Remember if your doing these courses in respect of starting a business in this niche, then in the UK, you can’t call yourself a “Canine Nutritionist” it’s frowned upon by the RCVS/VMD/BVA this is why i label myself as a “Canine Nutrition and Welfare Fanatic” some label themselves as “Canine Dietary Consultants/Specialists” regardless of the label, as long as they’re insured your good to go to follow their guidance just do your research of the back of what you read from them, use it as a starting point! 🙂
These are my Social Media Colleagues and/or inspirations who i don’t always agree with 100% as it’s not always about following, it’s about learning and adapting your own guidance although i keep my circle small, this list isn’t exhaustive, there are others i just forget allot of names until i see their content on my social media platforms!

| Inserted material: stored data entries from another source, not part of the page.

//! Discovery of `gh_*` functions in the helper library.
//!
//! Matching is textual, not a shell parse: a trimmed line that starts with
//! [`FUNCTION_PREFIX`] and contains `()` anywhere names a function. Comments
//! or strings that happen to match are treated as functions too, and the
//! extracted name is used as-is.

use log::trace;
use std::fmt;

/// Prefix shared by every helper function that gets a wrapper.
pub const FUNCTION_PREFIX: &str = "gh_";

const PARAMETER_LIST: &str = "()";

/// Name of a helper function discovered in the library.
///
/// No validation is applied; whatever text precedes the first `(` on the
/// matching line becomes the name.
#[derive(Debug, Clone, PartialEq, Eq)]
pub struct FunctionName(String);

impl FunctionName {
    /// Get the function name as a string slice.
    #[must_use]
    pub fn as_str(&self) -> &str {
        &self.0
    }
}

impl From<&str> for FunctionName {
    fn from(s: &str) -> Self {
        Self(s.to_owned())
    }
}

impl fmt::Display for FunctionName {
    fn fmt(&self, f: &mut fmt::Formatter<'_>) -> fmt::Result {
        write!(f, "{}", self.0)
    }
}

/// Return the function named on `line`, if the line is a `gh_*` signature.
#[must_use]
pub fn function_name(line: &str) -> Option<FunctionName> {
    let line = line.trim();
    if !line.starts_with(FUNCTION_PREFIX) || !line.contains(PARAMETER_LIST) {
        return None;
    }
    line.split('(').next().map(FunctionName::from)
}

/// Scan `contents` line by line and return every matching function name in
/// line order. Repeated names are returned once per occurrence.
#[must_use]
pub fn discover_functions(contents: &str) -> Vec<FunctionName> {
    contents
        .split('\n')
        .filter_map(|line| {
            let name = function_name(line);
            if name.is_none() && line.trim_start().starts_with(FUNCTION_PREFIX) {
                trace!("skipping {FUNCTION_PREFIX} line without parameter list: {line:?}");
            }
            name
        })
        .collect()
}

#[cfg(test)]
mod tests {
    use super::*;
    use rstest::rstest;

    #[rstest]
    #[case::brace_on_same_line("gh_status() {", "gh_status")]
    #[case::indented("    gh_log()", "gh_log")]
    #[case::space_before_parens("gh_push () {", "gh_push ")]
    #[case::parens_later_on_line("gh_sync { # call as gh_sync() }", "gh_sync { # call as gh_sync")]
    #[case::carriage_return("gh_help() {\r", "gh_help")]
    #[case::punctuation_passes_through("gh_a.b-c() {", "gh_a.b-c")]
    fn function_name_extracts_text_before_first_paren(#[case] line: &str, #[case] expected: &str) {
        assert_eq!(function_name(line), Some(FunctionName::from(expected)));
    }

    #[rstest]
    #[case::no_parameter_list("gh_status {")]
    #[case::no_prefix("status() {")]
    #[case::prefix_not_at_start("function gh_status() {")]
    #[case::comment("# gh_status() shows status")]
    #[case::split_parens("gh_status( ) {")]
    #[case::blank("")]
    fn function_name_rejects_non_matching_lines(#[case] line: &str) {
        assert_eq!(function_name(line), None);
    }

    #[test]
    fn discover_functions_keeps_line_order_and_duplicates() {
        let contents = "\
#!/usr/bin/env bash
gh_status() {
  git status
}

helper() { :; }
gh_log() {
  git log --oneline
}
gh_status() {
  git status -sb
}
";
        let names = discover_functions(contents);
        assert_eq!(
            names,
            vec![
                FunctionName::from("gh_status"),
                FunctionName::from("gh_log"),
                FunctionName::from("gh_status"),
            ]
        );
    }

    #[test]
    fn discover_functions_returns_empty_for_no_matches() {
        assert!(discover_functions("echo hello\nstatus() { :; }\n").is_empty());
    }
}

- Hope Turner of Healthful Dog Magazine
- Junior Hudson of Heal the Dog
- Elka Bekmatova of Canine & Equine Prime Nutrition
- Jason Allen of Workshop Raw
- Emma Rutherford of The Natural Canine Kitchen
- Catherine Edwards of the Catherine Edwards Academy
- Caroline Griffiths of the Spiritual Dog Trainer
- Julie Arnold of Naturally Healthy Dogs Ltd
- Luca Drey of Hear Me See Me Love
- Stefanie Jane of Stefs Pet Pantry
- Gabriele Joy of Canine Ascension
- Jackie Gowland of The Functional Canine
- Scott Marshall II of Dog Dad
- Kimberly Morris Gauthier of Keep The Tail Wagging
- Renee Morin of Repawsitory
- Ronny Lejeune of Perfectly Rawsome
- Rodney Habib of Planet Paws
Veterinary and /or Doctor Inspirations (Global)
- Dr Nick Thompson of Holistic Vet Ltd (Holistic Vet)
- Dr Conor Brady of Dogs First (Doctor, but Non-Veterinary)
- Dr Jean Dodds of Nutriscan/Hemopet
- Dr Ronald Schults (World Renowned Veterinary Immunisation Specialist)
- Dr John Robb of Protect The Pets
- Dr Karen Becker
- Dr Judy Morgan
- Dr Ian Billinghurst
Authors / Filmographers/Producers (Inclusive of the above too)
- Catherine O’Driscol of Canine Health Concern
- Kohl Harrington of Pet Fooled
I hope this gives a little insight and helps you make a decision if you wish to partake and spend money on a course in canine nutrition!